Currently everyone looks upon the opportunity basically in the momentum process. But the momentum process is not all that simple. To make money you need to have a strong player as also one who has the momentum potential. And what is happening at the Infy counter should be an eye opener to everyone.Surely many see a value here at the current price. But let us not forget that value itself is a fact of pricing by the market. That pricing itself is held there because of many hanging on to the position or holding in the hope that the momentum will fire the counter.
You cannot win the stock game by only looking at the optimistic side. You need to look at the worst case scenario as well. The question is will there be a momentum to Infy. And how high can it take.
It is mouth watering certainly to imagine that Infy will move up to $150 or even higher. That is not impossible. But right now all the news that comes from the related tech market in US is negative. That could pour buckets of water on the enthusiasm of traders to get into the stock.
But then that is the only beginning of a reassessment. A reassessment should also look at how much you could lose if the market ends up derating Infy and all related stocks. The derating could take place on a more careful and tight assessement of the possibilities ahead.
That possibility would take into account the potential slow down for software business. Once that sinks in, the ability of the people to under take a risk might be undermined. Okay it is a long time bet and a good one you argue. You say it could turn up $150 if you hold reasonably long. I agree, but with one exception. If the market decides to derate, could Infy slip to $75. Think about it.
If that is the fate of Infy, there is not much sense in taking a speculative stance in other counters. Because then you are doing a serious mistake. You are buying into these stocks only because they have been beaten down. Being beaten down is not the only argument for getting in. By adopting this strategy you could hurt yourself twice over.

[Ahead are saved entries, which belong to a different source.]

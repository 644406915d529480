pub mod plan;
pub mod simulate;
pub mod validate;

use std::path::Path;

use anyhow::Context;
use elastic_core::{ConsoleLog, PluginSettings, ScheduleRequest};

pub const DEFAULT_SERVER_ID: &str = "ecs-elastic-local";

pub fn load_settings(path: &Path) -> anyhow::Result<PluginSettings> {
    PluginSettings::from_file(path)
        .with_context(|| format!("loading settings from {}", path.display()))
}

pub fn load_request(path: &Path) -> anyhow::Result<ScheduleRequest> {
    let content = std::fs::read_to_string(path)
        .with_context(|| format!("reading request {}", path.display()))?;
    serde_json::from_str(&content).with_context(|| format!("parsing request {}", path.display()))
}

/// Job console lines go to stdout, indented under the step output.
pub struct StdoutConsole;

impl ConsoleLog for StdoutConsole {
    fn append(&self, line: &str) {
        println!("  | {line}");
    }
}
//! Backend error types.

use thiserror::Error;

pub type BackendResult<T> = Result<T, BackendError>;

/// Errors returned by a backend call.
#[derive(Debug, Clone, PartialEq, Eq, Error)]
pub enum BackendError {
    /// The request was well-formed but a parameter was rejected, e.g. a
    /// capacity provider strategy on a cluster without capacity providers.
    #[error("invalid parameter: {0}")]
    InvalidParameter(String),

    #[error("cluster not found: {0}")]
    ClusterNotFound(String),

    #[error("not found: {0}")]
    NotFound(String),

    #[error("request throttled: {0}")]
    Throttled(String),

    #[error("backend unavailable: {0}")]
    Unavailable(String),
}

impl BackendError {
    pub fn is_invalid_parameter(&self) -> bool {
        matches!(self, BackendError::InvalidParameter(_))
    }
}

First the mistake of indiscriminately playing the momentum game. Not every tech stock has fundamental strength. The only attraction is the low price.
But then that is a trap and you should realise. It could be frustrating getting into these traps.
These are only tactical concerns. There are other concerns which cast their shadows over the Indian stocks as well from the global scenario. India is not the only place where you can get attractive picks. If you go stock specific there are much better offers down there in Europe, US as well as other south east Asian countries. And if you are playing the stock game only based on FII liquidity you will be making a serious mistake and burn a big hole in your pocket. Time to cool off and contemplate. Not getting impatient to lose money!